§ Work item
Up to and including the line with "pub fn new(id: impl", return every line from the start of the entries below exactly.

Saved data entries:

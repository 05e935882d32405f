//! Entity identity and profile (dossier) types.
//!
//! An `EntityProfile` is an immutable snapshot of what is known about an
//! organization's needs. It is created once per discovery run, or supplied
//! by a `ProfileSupplier`, and never mutated afterwards.

use std::fmt;

use serde::{Deserialize, Serialize};

use crate::error::InputError;

/// Identifier of the organization being evaluated.
#[derive(Debug, Clone, PartialEq, Eq, Hash, PartialOrd, Ord, Serialize, Deserialize)]
#[serde(transparent)]
pub struct EntityId(String);

impl EntityId {
    /// Creates an entity id. Surrounding whitespace is trimmed.
    #[must_use]
    pub fn new(id: impl Into<String>) -> Self {
        Self(id.into().trim().to_string())
    }

    /// Creates an entity id, rejecting empty values.
    ///
    /// # Errors
    ///
    /// Returns `InputError::EmptyEntityId` if the trimmed id is empty.
    pub fn parse(id: impl Into<String>) -> Result<Self, InputError> {
        let id = Self::new(id);
        if id.0.is_empty() {
            return Err(InputError::EmptyEntityId);
        }
        Ok(id)
    }

    /// Returns the id as a string slice.
    #[must_use]
    pub fn as_str(&self) -> &str {
        &self.0
    }
}

impl fmt::Display for EntityId {
    fn fmt(&self, f: &mut fmt::Formatter<'_>) -> fmt::Result {
        f.write_str(&self.0)
    }
}

impl From<&str> for EntityId {
    fn from(value: &str) -> Self {
        Self::new(value)
    }
}

/// Kind of need section found in a dossier.
#[derive(Debug, Clone, Copy, PartialEq, Eq, Hash, Serialize, Deserialize)]
#[serde(rename_all = "snake_case")]
pub enum NeedKind {
    TechnologyGap,
    HiringSignal,
    StrategicInitiative,
}

impl fmt::Display for NeedKind {
    fn fmt(&self, f: &mut fmt::Formatter<'_>) -> fmt::Result {
        match self {
            Self::TechnologyGap => write!(f, "technology_gap"),
            Self::HiringSignal => write!(f, "hiring_signal"),
            Self::StrategicInitiative => write!(f, "strategic_initiative"),
        }
    }
}

/// How strongly the source of a need section can be trusted.
///
/// Official sources (annual reports, the entity's own site) outrank
/// inferred ones (analyst commentary, third-party coverage).
#[derive(Debug, Clone, Copy, PartialEq, Eq, Hash, Default, Serialize, Deserialize)]
#[serde(rename_all = "snake_case")]
pub enum SourceStrength {
    Official,
    #[default]
    Inferred,
}

impl SourceStrength {
    /// Additive prior bonus for hypotheses derived from this source.
    #[must_use]
    pub const fn prior_bonus(self) -> f64 {
        match self {
            Self::Official => 0.15,
            Self::Inferred => 0.05,
        }
    }
}

/// One structured need section of a dossier.
#[derive(Debug, Clone, PartialEq, Serialize, Deserialize)]
pub struct NeedSection {
    pub kind: NeedKind,

    /// Supporting text the need statement is extracted from.
    pub text: String,

    /// Where the text came from (e.g. "annual report 2025").
    pub source_label: String,

    #[serde(default)]
    pub strength: SourceStrength,
}

impl NeedSection {
    /// Creates a need section.
    #[must_use]
    pub fn new(
        kind: NeedKind,
        text: impl Into<String>,
        source_label: impl Into<String>,
        strength: SourceStrength,
    ) -> Self {
        Self {
            kind,
            text: text.into(),
            source_label: source_label.into(),
            strength,
        }
    }
}

/// Structured summary of an entity's needs and context.
#[derive(Debug, Clone, PartialEq, Serialize, Deserialize)]
pub struct EntityProfile {
    pub entity_id: EntityId,
    pub name: String,

    /// Industry vertical, normalized to lowercase snake case.
    pub vertical: String,

    #[serde(default)]
    pub needs: Vec<NeedSection>,
}

impl EntityProfile {
    /// Creates a profile with no need sections.
    #[must_use]
    pub fn new(entity_id: EntityId, name: impl Into<String>, vertical: impl AsRef<str>) -> Self {
        Self {
            entity_id,
            name: name.into(),
            vertical: normalize_vertical(vertical.as_ref()),
            needs: Vec::new(),
        }
    }

    /// Adds a need section.
    #[must_use]
    pub fn with_need(mut self, need: NeedSection) -> Self {
        self.needs.push(need);
        self
    }

    /// Returns true if the profile carries no need sections.
    #[must_use]
    pub fn is_empty(&self) -> bool {
        self.needs.is_empty()
    }
}

/// Normalizes a vertical name: lowercase, whitespace and dashes to `_`.
#[must_use]
pub fn normalize_vertical(vertical: &str) -> String {
    vertical
        .trim()
        .to_ascii_lowercase()
        .chars()
        .map(|c| if c.is_whitespace() || c == '-' { '_' } else { c })
        .collect()
}
//! Per-candidate state machine.
//!
//! A candidate moves `Candidate -> RuleChecked -> Reasoned -> Deduplicated ->
//! Decided`. Each arrow is a pure function over the previous state plus the
//! external input for that stage (a verdict, the dedup index, a ledger
//! outcome), so every stage can be tested without live collaborators.

use chrono::{DateTime, Utc};

use crate::catalog::Category;
use crate::confidence::round_score;
use crate::error::CollaboratorError;
use crate::evidence::Evidence;
use crate::governance::dedup::DedupIndex;
use crate::governance::engine::GovernanceConfig;
use crate::governance::ledger::LedgerOutcome;
use crate::hypothesis::Hypothesis;
use crate::ids::{EvidenceId, SignalId};
use crate::services::Verdict;
use crate::signal::{Decision, MergedDuplicate, Provenance, Signal};
use crate::text;

/// A hypothesis and one evidence item awaiting governance.
#[derive(Debug, Clone, PartialEq)]
pub struct Candidate {
    pub hypothesis: Hypothesis,
    pub evidence: Evidence,
    pub pass: u32,
}

impl Candidate {
    #[must_use]
    pub fn new(hypothesis: Hypothesis, evidence: Evidence, pass: u32) -> Self {
        Self {
            hypothesis,
            evidence,
            pass,
        }
    }

    /// Key that fixes the order stages 3 and 4 see candidates in.
    #[must_use]
    pub fn canonical_key(&self) -> (Category, String, EvidenceId) {
        (
            self.hypothesis.category.clone(),
            self.evidence.source.clone(),
            self.evidence.id,
        )
    }
}

/// Result of the rule filter.
#[derive(Debug, Clone, PartialEq)]
pub enum RuleOutcome {
    Passed { keyword_hits: usize },
    Rejected { reason: String },
}

/// State after stage 1.
#[derive(Debug, Clone, PartialEq)]
pub struct RuleChecked {
    pub candidate: Candidate,
    pub outcome: RuleOutcome,
}

impl RuleChecked {
    #[must_use]
    pub fn passed(&self) -> bool {
        matches!(self.outcome, RuleOutcome::Passed { .. })
    }
}

/// What the reasoning service said, if it was asked.
#[derive(Debug, Clone, PartialEq)]
pub enum ValidationOutcome {
    /// The rule filter already rejected the candidate.
    NotRequested,
    Verdict(Verdict),
    Unavailable(CollaboratorError),
}

/// State after stage 2.
#[derive(Debug, Clone, PartialEq)]
pub struct Reasoned {
    pub candidate: Candidate,
    pub decision: Decision,
    pub provenance: Provenance,
    pub rationale: String,
    pub confidence: f64,

    /// Set when the reasoning service could not be reached.
    pub validation_error: Option<CollaboratorError>,
}

/// State after stage 3.
#[derive(Debug, Clone, PartialEq)]
pub enum Deduplicated {
    Unique(Reasoned),
    Merged(MergedDuplicate),
}

/// Stage 1: reject low-credibility evidence and evidence that mentions none
/// of the hypothesis keywords.
#[must_use]
pub fn rule_check(candidate: Candidate, config: &GovernanceConfig) -> RuleChecked {
    let credibility = candidate.evidence.credibility;
    if credibility < config.min_credibility {
        let reason = format!(
            "credibility {credibility:.2} below {:.2} ({})",
            config.min_credibility, candidate.evidence.source
        );
        return RuleChecked {
            candidate,
            outcome: RuleOutcome::Rejected { reason },
        };
    }

    let keyword_hits =
        text::keyword_hits(&candidate.evidence.content, &candidate.hypothesis.keywords);
    if keyword_hits == 0 {
        let reason = format!(
            "no {} keywords in evidence from {}",
            candidate.hypothesis.category, candidate.evidence.source
        );
        return RuleChecked {
            candidate,
            outcome: RuleOutcome::Rejected { reason },
        };
    }

    RuleChecked {
        candidate,
        outcome: RuleOutcome::Passed { keyword_hits },
    }
}

/// Stage 2: fold the reasoning verdict into a decision.
///
/// Without a verdict the rule-only outcome is used: ACCEPT when credibility
/// reaches `fallback_accept_credibility`, WEAK_ACCEPT otherwise, tagged
/// unvalidated.
#[must_use]
pub fn reason(
    checked: RuleChecked,
    validation: ValidationOutcome,
    config: &GovernanceConfig,
) -> Reasoned {
    let RuleChecked { candidate, outcome } = checked;
    let credibility = candidate.evidence.credibility;

    if let RuleOutcome::Rejected { reason } = outcome {
        return Reasoned {
            candidate,
            decision: Decision::Reject,
            provenance: Provenance::RuleFilter,
            rationale: reason,
            confidence: credibility,
            validation_error: None,
        };
    }

    let validation_error = match validation {
        ValidationOutcome::Verdict(verdict) => {
            return Reasoned {
                decision: verdict.decision.into(),
                provenance: Provenance::Validated,
                rationale: verdict.rationale,
                confidence: round_score(verdict.confidence.unwrap_or(credibility)),
                validation_error: None,
                candidate,
            };
        }
        ValidationOutcome::Unavailable(err) => Some(err),
        ValidationOutcome::NotRequested => None,
    };

    let decision = if credibility >= config.fallback_accept_credibility {
        Decision::Accept
    } else {
        Decision::WeakAccept
    };
    Reasoned {
        candidate,
        decision,
        provenance: Provenance::Unvalidated,
        rationale: format!("rule filter only, credibility {credibility:.2}"),
        confidence: credibility,
        validation_error,
    }
}

/// Stage 3: merge positive decisions that repeat an earlier signal of the
/// same hypothesis and source.
#[must_use]
pub fn deduplicate(reasoned: Reasoned, index: &DedupIndex) -> Deduplicated {
    if !reasoned.decision.is_positive() {
        return Deduplicated::Unique(reasoned);
    }
    let candidate = &reasoned.candidate;
    let found = index.find(
        candidate.hypothesis.id,
        &candidate.evidence.source,
        &candidate.evidence.content,
    );
    match found {
        Some((merged_into, similarity)) => Deduplicated::Merged(MergedDuplicate {
            evidence_id: candidate.evidence.id,
            category: candidate.hypothesis.category.clone(),
            source: candidate.evidence.source.clone(),
            merged_into,
            similarity,
            pass: candidate.pass,
        }),
        None => Deduplicated::Unique(reasoned),
    }
}

/// Stage 4: apply the ledger outcome and produce the immutable signal.
#[must_use]
pub fn decide(reasoned: Reasoned, ledger: LedgerOutcome, decided_at: DateTime<Utc>) -> Signal {
    let Reasoned {
        candidate,
        mut decision,
        mut provenance,
        mut rationale,
        confidence,
        ..
    } = reasoned;

    if ledger == LedgerOutcome::AlreadySaturated {
        rationale = format!(
            "category {} is saturated; was {decision}",
            candidate.hypothesis.category
        );
        decision = Decision::Saturated;
        provenance = Provenance::Bookkeeping;
    }

    Signal {
        id: SignalId::derive(
            candidate.hypothesis.id,
            candidate.pass,
            &candidate.evidence.id.to_string(),
        ),
        hypothesis_id: candidate.hypothesis.id,
        category: candidate.hypothesis.category,
        evidence: vec![candidate.evidence],
        decision,
        pass: candidate.pass,
        decided_at,
        provenance,
        confidence,
        rationale,
    }
}

/// Signal for a focused hypothesis that received no candidates.
#[must_use]
pub fn no_progress(
    hypothesis: &Hypothesis,
    pass: u32,
    decided_at: DateTime<Utc>,
    reason: &str,
) -> Signal {
    Signal {
        id: SignalId::derive(hypothesis.id, pass, "no_progress"),
        hypothesis_id: hypothesis.id,
        category: hypothesis.category.clone(),
        evidence: Vec::new(),
        decision: Decision::NoProgress,
        pass,
        decided_at,
        provenance: Provenance::Bookkeeping,
        confidence: 0.0,
        rationale: reason.to_string(),
    }
}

§ Output
repository 05e935882d32405f
//! Entity identity and profile (dossier) types.
//!
//! An `EntityProfile` is an immutable snapshot of what is known about an
//! organization's needs. It is created once per discovery run, or supplied
//! by a `ProfileSupplier`, and never mutated afterwards.

use std::fmt;

use serde::{Deserialize, Serialize};

use crate::error::InputError;

/// Identifier of the organization being evaluated.
#[derive(Debug, Clone, PartialEq, Eq, Hash, PartialOrd, Ord, Serialize, Deserialize)]
#[serde(transparent)]
pub struct EntityId(String);

impl EntityId {
    /// Creates an entity id. Surrounding whitespace is trimmed.
    #[must_use]
    pub fn new(id: impl Into<String>) -> Self {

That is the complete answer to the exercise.